Desde 1970, tem havido um movimento de politização e maior visibilidade das organizações LGBT. Visibilidade ainda assimétrica (as lésbicas são menos) que afeta classe média branca urbana, cultivada. Torna-se menos legítima para denunciar abertamente a homossexualidade e linguagem homofóbica para mascarar. Portanto, o velho discurso sobre a ausência de homossexuais na África se renova: não existem homossexuais na África, porque há muita homofobia. Civilização européia em si ser culturalmente homophile!

Aiatolás dentro

Hoje, ao contrário, no século XIX, o outro, não-ocidental, não-branco, não é só em casa, ele também está conosco. O homonationalisme é precisamente essa estratégia para defender seu reduto: exige migrantes verdadeiro teste Europa da civilização em que a questão homossexual questões de duas mulheres. Na França, em 2011, o centro LGBT cartaz azul-branco-vermelho para o orgulho de Março, sobre o qual existe um galo com o slogan "Em 2011 eu ando, eu voto em 2012" é controversa. Lésbicas de cor e gays muçulmanos reagir França. O presidente do LGBT centro réplica de uma carta intitulada "aiatolás do Interior," comunitarismo tributar as pessoas que denunciam o racismo deste cartaz e de acordo com ela, desprezar o ideal republicano. Lésbicas de Cor, em seguida, o etnocentrismo criminalizar as lutas gays no texto " Ni galo ou galinha poedeira . "

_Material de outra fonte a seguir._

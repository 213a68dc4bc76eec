//! Chat records and their per-participant side tables.

use std::collections::{BTreeMap, BTreeSet};

use chrono::{DateTime, Utc};
use rusqlite::params;
use rusqlite::types::Type;

use bazaar_shared::types::{ChatId, UserId};

use crate::database::{conversion_error, from_millis, parse_text, to_millis, Database};
use crate::error::{Result, StoreError};
use crate::models::{Chat, ChatKind, MuteUntil, Removal};

impl Database {
    // ------------------------------------------------------------------
    // Create
    // ------------------------------------------------------------------

    /// Create the chat with the given initial participants unless a record
    /// with this id already exists, then return the stored record.
    ///
    /// An existing record is never modified, so mute/block/typing state
    /// survives repeated resolution. The boolean is `true` when this call
    /// created the record.
    pub fn create_chat_if_missing(
        &mut self,
        id: &ChatId,
        kind: ChatKind,
        participants: &BTreeSet<UserId>,
    ) -> Result<(Chat, bool)> {
        let now = to_millis(&self.now());

        let tx = self.conn_mut().transaction()?;
        let inserted = tx.execute(
            "INSERT OR IGNORE INTO chats (id, kind, created_at, updated_at)
             VALUES (?1, ?2, ?3, ?3)",
            params![id.as_str(), kind.as_str(), now],
        )? == 1;

        if inserted {
            for user in participants {
                tx.execute(
                    "INSERT OR IGNORE INTO chat_participants (chat_id, user_id) VALUES (?1, ?2)",
                    params![id.as_str(), user.as_str()],
                )?;
            }
        }
        tx.commit()?;

        if inserted {
            tracing::debug!(chat = %id, kind = kind.as_str(), "created chat");
        }

        Ok((self.get_chat(id)?, inserted))
    }

    // ------------------------------------------------------------------
    // Read
    // ------------------------------------------------------------------

    /// Fetch a chat with all of its per-participant maps.
    pub fn get_chat(&self, id: &ChatId) -> Result<Chat> {
        let (kind, created_at, updated_at) = self
            .conn()
            .query_row(
                "SELECT kind, created_at, updated_at FROM chats WHERE id = ?1",
                params![id.as_str()],
                |row| {
                    let kind: String = row.get(0)?;
                    let kind = ChatKind::from_db(&kind).ok_or_else(|| {
                        conversion_error(0, Type::Text, format!("unknown chat kind: {kind}"))
                    })?;
                    Ok((
                        kind,
                        from_millis(1, row.get(1)?)?,
                        from_millis(2, row.get(2)?)?,
                    ))
                },
            )
            .map_err(StoreError::from_query)?;

        Ok(Chat {
            id: id.clone(),
            kind,
            participants: self.participants(id)?,
            muted_by: self.mutes(id)?,
            blocked_users: self.blocks(id)?,
            deleted_by: self.deletions(id)?,
            typing: self.typing_for_chat(id)?,
            created_at,
            updated_at,
        })
    }

    /// Chats `user` participates in and has not deleted for themselves,
    /// most recently active first.
    pub fn list_chats_for_user(&self, user: &UserId) -> Result<Vec<Chat>> {
        let mut stmt = self.conn().prepare(
            "SELECT c.id
             FROM chats c
             JOIN chat_participants p ON p.chat_id = c.id
             WHERE p.user_id = ?1
               AND NOT EXISTS (
                   SELECT 1 FROM chat_deletions d
                   WHERE d.chat_id = c.id AND d.user_id = ?1
               )
             ORDER BY c.updated_at DESC, c.id ASC",
        )?;

        let rows = stmt.query_map(params![user.as_str()], |row| {
            let raw: String = row.get(0)?;
            parse_text(0, &raw, ChatId::parse)
        })?;

        let mut chats = Vec::new();
        for id in rows {
            chats.push(self.get_chat(&id?)?);
        }
        Ok(chats)
    }

    fn participants(&self, id: &ChatId) -> Result<BTreeSet<UserId>> {
        let mut stmt = self
            .conn()
            .prepare("SELECT user_id FROM chat_participants WHERE chat_id = ?1")?;
        let rows = stmt.query_map(params![id.as_str()], |row| user_col(row, 0))?;

        let mut participants = BTreeSet::new();
        for row in rows {
            participants.insert(row?);
        }
        Ok(participants)
    }

    fn mutes(&self, id: &ChatId) -> Result<BTreeMap<UserId, MuteUntil>> {
        let mut stmt = self
            .conn()
            .prepare("SELECT user_id, until FROM chat_mutes WHERE chat_id = ?1")?;
        let rows = stmt.query_map(params![id.as_str()], |row| {
            let user = user_col(row, 0)?;
            let until = match row.get::<_, Option<i64>>(1)? {
                Some(ms) => MuteUntil::Until(from_millis(1, ms)?),
                None => MuteUntil::Indefinite,
            };
            Ok((user, until))
        })?;

        let mut mutes = BTreeMap::new();
        for row in rows {
            let (user, until) = row?;
            mutes.insert(user, until);
        }
        Ok(mutes)
    }

    fn blocks(&self, id: &ChatId) -> Result<BTreeMap<UserId, BTreeSet<UserId>>> {
        let mut stmt = self
            .conn()
            .prepare("SELECT blocker_id, blocked_id FROM chat_blocks WHERE chat_id = ?1")?;
        let rows = stmt.query_map(params![id.as_str()], |row| {
            Ok((user_col(row, 0)?, user_col(row, 1)?))
        })?;

        let mut blocks: BTreeMap<UserId, BTreeSet<UserId>> = BTreeMap::new();
        for row in rows {
            let (blocker, blocked) = row?;
            blocks.entry(blocker).or_default().insert(blocked);
        }
        Ok(blocks)
    }

    fn deletions(&self, id: &ChatId) -> Result<BTreeMap<UserId, DateTime<Utc>>> {
        let mut stmt = self
            .conn()
            .prepare("SELECT user_id, deleted_at FROM chat_deletions WHERE chat_id = ?1")?;
        let rows = stmt.query_map(params![id.as_str()], |row| {
            Ok((user_col(row, 0)?, from_millis(1, row.get(1)?)?))
        })?;

        let mut deletions = BTreeMap::new();
        for row in rows {
            let (user, at) = row?;
            deletions.insert(user, at);
        }
        Ok(deletions)
    }

    // ------------------------------------------------------------------
    // Membership
    // ------------------------------------------------------------------

    /// Returns `true` if `user` was not already a participant.
    pub fn add_participant(&self, id: &ChatId, user: &UserId) -> Result<bool> {
        let affected = self.conn().execute(
            "INSERT OR IGNORE INTO chat_participants (chat_id, user_id) VALUES (?1, ?2)",
            params![id.as_str(), user.as_str()],
        )?;
        Ok(affected > 0)
    }

    /// Remove `user` and their typing entry, unless they are the last
    /// participant. The count and the delete run as one statement, so two
    /// concurrent removals can never empty the chat.
    pub fn remove_participant(&mut self, id: &ChatId, user: &UserId) -> Result<Removal> {
        let tx = self.conn_mut().transaction()?;
        let affected = tx.execute(
            "DELETE FROM chat_participants
             WHERE chat_id = ?1 AND user_id = ?2
               AND (SELECT COUNT(*) FROM chat_participants WHERE chat_id = ?1) > 1",
            params![id.as_str(), user.as_str()],
        )?;
        if affected == 0 {
            let member: bool = tx.query_row(
                "SELECT EXISTS(
                     SELECT 1 FROM chat_participants WHERE chat_id = ?1 AND user_id = ?2
                 )",
                params![id.as_str(), user.as_str()],
                |row| row.get(0),
            )?;
            return Ok(if member {
                Removal::LastParticipant
            } else {
                Removal::NotAParticipant
            });
        }
        tx.execute(
            "DELETE FROM chat_typing WHERE chat_id = ?1 AND user_id = ?2",
            params![id.as_str(), user.as_str()],
        )?;
        tx.commit()?;
        Ok(Removal::Removed)
    }

    // ------------------------------------------------------------------
    // Per-participant settings
    // ------------------------------------------------------------------

    /// Overwrite `user`'s mute. A later call always replaces an earlier one.
    pub fn set_mute(&self, id: &ChatId, user: &UserId, until: MuteUntil) -> Result<()> {
        let until_ms = match until {
            MuteUntil::Until(at) => Some(to_millis(&at)),
            MuteUntil::Indefinite => None,
        };
        self.conn().execute(
            "INSERT INTO chat_mutes (chat_id, user_id, until) VALUES (?1, ?2, ?3)
             ON CONFLICT(chat_id, user_id) DO UPDATE SET until = excluded.until",
            params![id.as_str(), user.as_str(), until_ms],
        )?;
        Ok(())
    }

    pub fn clear_mute(&self, id: &ChatId, user: &UserId) -> Result<bool> {
        let affected = self.conn().execute(
            "DELETE FROM chat_mutes WHERE chat_id = ?1 AND user_id = ?2",
            params![id.as_str(), user.as_str()],
        )?;
        Ok(affected > 0)
    }

    /// Returns `true` if the block is new.
    pub fn add_block(&self, id: &ChatId, blocker: &UserId, blocked: &UserId) -> Result<bool> {
        let affected = self.conn().execute(
            "INSERT OR IGNORE INTO chat_blocks (chat_id, blocker_id, blocked_id)
             VALUES (?1, ?2, ?3)",
            params![id.as_str(), blocker.as_str(), blocked.as_str()],
        )?;
        Ok(affected > 0)
    }

    pub fn remove_block(&self, id: &ChatId, blocker: &UserId, blocked: &UserId) -> Result<bool> {
        let affected = self.conn().execute(
            "DELETE FROM chat_blocks WHERE chat_id = ?1 AND blocker_id = ?2 AND blocked_id = ?3",
            params![id.as_str(), blocker.as_str(), blocked.as_str()],
        )?;
        Ok(affected > 0)
    }

    /// Hide the chat from `user`'s list. Other participants are unaffected,
    /// and the next message from someone `user` has not blocked restores it.
    pub fn soft_delete_chat(&self, id: &ChatId, user: &UserId) -> Result<DateTime<Utc>> {
        let now = self.now();
        self.conn().execute(
            "INSERT INTO chat_deletions (chat_id, user_id, deleted_at) VALUES (?1, ?2, ?3)
             ON CONFLICT(chat_id, user_id) DO UPDATE SET deleted_at = excluded.deleted_at",
            params![id.as_str(), user.as_str(), to_millis(&now)],
        )?;
        Ok(now)
    }
}

// ---------------------------------------------------------------------------
// Helpers
// ---------------------------------------------------------------------------

pub(crate) fn user_col(row: &rusqlite::Row<'_>, idx: usize) -> rusqlite::Result<UserId> {
    let raw: String = row.get(idx)?;
    parse_text(idx, &raw, UserId::parse)
}

#[cfg(test)]
mod tests {
    use super::*;

    fn user(s: &str) -> UserId {
        UserId::parse(s).unwrap()
    }

    fn pair() -> BTreeSet<UserId> {
        [user("alice"), user("bob")].into_iter().collect()
    }

    #[test]
    fn test_create_if_missing_is_idempotent() {
        let mut db = Database::open_in_memory().unwrap();
        let id = ChatId::direct(&user("alice"), &user("bob"));

        let (first, created) = db
            .create_chat_if_missing(&id, ChatKind::Direct, &pair())
            .unwrap();
        assert!(created);
        assert_eq!(first.participants, pair());

        db.set_mute(&id, &user("alice"), MuteUntil::Indefinite)
            .unwrap();

        let (second, created) = db
            .create_chat_if_missing(&id, ChatKind::Direct, &pair())
            .unwrap();
        assert!(!created);
        assert_eq!(second.muted_by.get(&user("alice")), Some(&MuteUntil::Indefinite));
    }

    #[test]
    fn test_get_missing_chat() {
        let db = Database::open_in_memory().unwrap();
        let id = ChatId::scoped("job-1").unwrap();
        assert!(matches!(db.get_chat(&id), Err(StoreError::NotFound)));
    }

    #[test]
    fn test_mute_overwrites() {
        let mut db = Database::open_in_memory().unwrap();
        let id = ChatId::direct(&user("alice"), &user("bob"));
        db.create_chat_if_missing(&id, ChatKind::Direct, &pair())
            .unwrap();

        let hour = db.now() + chrono::Duration::hours(1);
        let day = db.now() + chrono::Duration::hours(24);
        db.set_mute(&id, &user("alice"), MuteUntil::Until(hour))
            .unwrap();
        db.set_mute(&id, &user("alice"), MuteUntil::Until(day))
            .unwrap();

        let chat = db.get_chat(&id).unwrap();
        assert_eq!(chat.muted_by.get(&user("alice")), Some(&MuteUntil::Until(day)));

        assert!(db.clear_mute(&id, &user("alice")).unwrap());
        assert!(!db.clear_mute(&id, &user("alice")).unwrap());
    }

    #[test]
    fn test_blocks_are_directional() {
        let mut db = Database::open_in_memory().unwrap();
        let id = ChatId::direct(&user("alice"), &user("bob"));
        db.create_chat_if_missing(&id, ChatKind::Direct, &pair())
            .unwrap();

        assert!(db.add_block(&id, &user("alice"), &user("bob")).unwrap());
        assert!(!db.add_block(&id, &user("alice"), &user("bob")).unwrap());

        let chat = db.get_chat(&id).unwrap();
        assert!(chat.has_blocked(&user("alice"), &user("bob")));
        assert!(!chat.has_blocked(&user("bob"), &user("alice")));

        assert!(db.remove_block(&id, &user("alice"), &user("bob")).unwrap());
        assert!(db.get_chat(&id).unwrap().blocked_users.is_empty());
    }

    #[test]
    fn test_soft_delete_hides_from_list_only_for_deleter() {
        let mut db = Database::open_in_memory().unwrap();
        let id = ChatId::direct(&user("alice"), &user("bob"));
        db.create_chat_if_missing(&id, ChatKind::Direct, &pair())
            .unwrap();

        db.soft_delete_chat(&id, &user("alice")).unwrap();

        assert!(db.list_chats_for_user(&user("alice")).unwrap().is_empty());
        assert_eq!(db.list_chats_for_user(&user("bob")).unwrap().len(), 1);
        assert!(!db.get_chat(&id).unwrap().is_active_for(&user("alice")));
    }

    #[test]
    fn test_membership_changes() {
        let mut db = Database::open_in_memory().unwrap();
        let id = ChatId::scoped("guild-7").unwrap();
        let initial = [user("owner")].into_iter().collect();
        db.create_chat_if_missing(&id, ChatKind::Group, &initial)
            .unwrap();

        assert!(db.add_participant(&id, &user("dana")).unwrap());
        assert!(!db.add_participant(&id, &user("dana")).unwrap());
        assert_eq!(db.get_chat(&id).unwrap().participants.len(), 2);

        assert_eq!(db.remove_participant(&id, &user("dana")).unwrap(), Removal::Removed);
        assert_eq!(
            db.remove_participant(&id, &user("dana")).unwrap(),
            Removal::NotAParticipant
        );
        assert_eq!(
            db.remove_participant(&id, &user("owner")).unwrap(),
            Removal::LastParticipant
        );
        assert_eq!(db.get_chat(&id).unwrap().participants.len(), 1);
    }
}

A criminalização da homossexualidade é uma preocupação nos fóruns internacionais quando se trata de apontar os países não-ocidentais. Maus alunos "progresso" são estigmatizados em nome dos direitos dos homossexuais.

Retórica entre as lutas contra a opressão sexual lutas anti-racistas se desenvolve. Eles são vistos como concorrentes ou incompatíveis. A recusa da homofobia é instrumentalizado como um valor ocidental, servindo como referência para "boa integração" descendentes de colonizados-ES, e qualquer tentativa de denúncia política deste mecanismo permanece inaudível e desqualificado.